Prompt: Retype only the lines at the head of the records, first through the one with "use std::sync::RwLock;", exactly as written.

Records for processing:
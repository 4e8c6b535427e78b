//! Theme and style system.
//!
//! One global palette, switchable between dark, light and no-color modes.
//! In no-color mode the helpers rely on modifiers only so the UI never
//! emits color codes (equivalent to `NO_COLOR=1` / `--no-colors`).

use ratatui::style::{Color, Modifier, Style};
use std::str::FromStr;
use std::sync::RwLock;

/// Selection indicator shown next to the highlighted card
pub const LIST_HIGHLIGHT_SYMBOL: &str = "» ";

/// Global theme instance (supports runtime updates)
static THEME: RwLock<Theme> = RwLock::new(Theme {
    theme_type: ThemeType::Dark,
    accent: Color::Cyan,
    tab_active: Color::Yellow,
    success: Color::Green,
    text: Color::White,
    text_muted: Color::DarkGray,
    border: Color::DarkGray,
    border_focused: Color::Cyan,
    highlight_bg: Color::DarkGray,
    background: Color::Reset,
});

/// Initialize the global theme (call once at startup, or to update at runtime)
pub fn init_theme(theme_type: ThemeType) {
    let mut theme = THEME.write().unwrap();
    *theme = Theme::new(theme_type);
}

/// Get the current theme
pub fn theme() -> Theme {
    THEME.read().unwrap().clone()
}

/// Theme type selector
#[derive(Debug, Clone, Copy, PartialEq, Eq, Default)]
pub enum ThemeType {
    #[default]
    Dark,
    Light,
    /// Disable all UI colors
    NoColor,
}

impl FromStr for ThemeType {
    type Err = ();

    fn from_str(s: &str) -> Result<Self, Self::Err> {
        Ok(match s.to_lowercase().as_str() {
            "light" => ThemeType::Light,
            "nocolor" | "no-color" | "no_color" => ThemeType::NoColor,
            _ => ThemeType::Dark,
        })
    }
}

/// Color palette for the application
#[derive(Debug, Clone)]
pub struct Theme {
    pub theme_type: ThemeType,

    /// Main accent (borders, titles, key hints)
    pub accent: Color,
    /// Active category tab
    pub tab_active: Color,
    /// Confirmations (the add-to-cart toast)
    pub success: Color,
    /// Main text color
    pub text: Color,
    /// Muted text (ingredient lines, inactive tabs)
    pub text_muted: Color,
    /// Default border color
    pub border: Color,
    /// Focused border color
    pub border_focused: Color,
    /// Selection highlight background
    pub highlight_bg: Color,
    /// Background (Reset for terminal default)
    pub background: Color,
}

impl Theme {
    pub fn new(theme_type: ThemeType) -> Self {
        match theme_type {
            ThemeType::Dark => Self::dark(),
            ThemeType::Light => Self::light(),
            ThemeType::NoColor => Self::no_color(),
        }
    }

    /// Dark theme - for dark terminal backgrounds
    pub fn dark() -> Self {
        Self {
            theme_type: ThemeType::Dark,
            accent: Color::Cyan,
            tab_active: Color::Yellow,
            success: Color::Green,
            text: Color::White,
            text_muted: Color::DarkGray,
            border: Color::DarkGray,
            border_focused: Color::Cyan,
            highlight_bg: Color::DarkGray,
            background: Color::Reset,
        }
    }

    /// Light theme - for light terminal backgrounds
    pub fn light() -> Self {
        Self {
            theme_type: ThemeType::Light,
            accent: Color::Blue,
            tab_active: Color::Rgb(180, 120, 0), // darker yellow for contrast
            success: Color::Green,
            text: Color::Black,
            text_muted: Color::DarkGray,
            border: Color::DarkGray,
            border_focused: Color::Blue,
            highlight_bg: Color::Gray,
            background: Color::Reset,
        }
    }

    /// No-color theme. Palette values are unused; the style helpers below
    /// fall back to modifiers in this mode.
    pub fn no_color() -> Self {
        Self {
            theme_type: ThemeType::NoColor,
            accent: Color::Reset,
            tab_active: Color::Reset,
            success: Color::Reset,
            text: Color::Reset,
            text_muted: Color::Reset,
            border: Color::Reset,
            border_focused: Color::Reset,
            highlight_bg: Color::Reset,
            background: Color::Reset,
        }
    }

    // === Style Helpers ===

    /// Style for titles
    pub fn title_style(&self) -> Style {
        if self.theme_type == ThemeType::NoColor {
            return Style::default().add_modifier(Modifier::BOLD);
        }
        Style::default()
            .fg(self.accent)
            .add_modifier(Modifier::BOLD)
    }

    /// Style for regular text
    pub fn text_style(&self) -> Style {
        if self.theme_type == ThemeType::NoColor {
            return Style::default();
        }
        Style::default().fg(self.text)
    }

    /// Style for muted/secondary text
    pub fn muted_style(&self) -> Style {
        if self.theme_type == ThemeType::NoColor {
            return Style::default().add_modifier(Modifier::DIM);
        }
        Style::default().fg(self.text_muted)
    }

    /// Style for the active category tab
    pub fn tab_active_style(&self) -> Style {
        if self.theme_type == ThemeType::NoColor {
            return Style::default().add_modifier(Modifier::BOLD | Modifier::UNDERLINED);
        }
        Style::default()
            .fg(self.tab_active)
            .add_modifier(Modifier::BOLD)
    }

    /// Style for success/confirmation surfaces
    pub fn success_style(&self) -> Style {
        if self.theme_type == ThemeType::NoColor {
            return Style::default().add_modifier(Modifier::BOLD);
        }
        Style::default().fg(self.success)
    }

    /// Style for focused borders
    pub fn border_focused_style(&self) -> Style {
        if self.theme_type == ThemeType::NoColor {
            return Style::default().add_modifier(Modifier::BOLD);
        }
        Style::default().fg(self.border_focused)
    }

    /// Style for unfocused borders
    pub fn border_style(&self) -> Style {
        if self.theme_type == ThemeType::NoColor {
            return Style::default();
        }
        Style::default().fg(self.border)
    }

    /// Style for the selected card row
    pub fn highlight_style(&self) -> Style {
        if self.theme_type == ThemeType::NoColor {
            return Style::default().add_modifier(Modifier::BOLD | Modifier::REVERSED);
        }
        Style::default()
            .fg(self.tab_active)
            .bg(self.highlight_bg)
            .add_modifier(Modifier::BOLD)
    }

    /// Background style
    pub fn background_style(&self) -> Style {
        if self.theme_type == ThemeType::NoColor {
            return Style::default();
        }
        Style::default().bg(self.background)
    }
}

Exercise response:
repository 4e8c6b535427e78b
//! Theme and style system.
//!
//! One global palette, switchable between dark, light and no-color modes.
//! In no-color mode the helpers rely on modifiers only so the UI never
//! emits color codes (equivalent to `NO_COLOR=1` / `--no-colors`).

use ratatui::style::{Color, Modifier, Style};
use std::str::FromStr;
use std::sync::RwLock;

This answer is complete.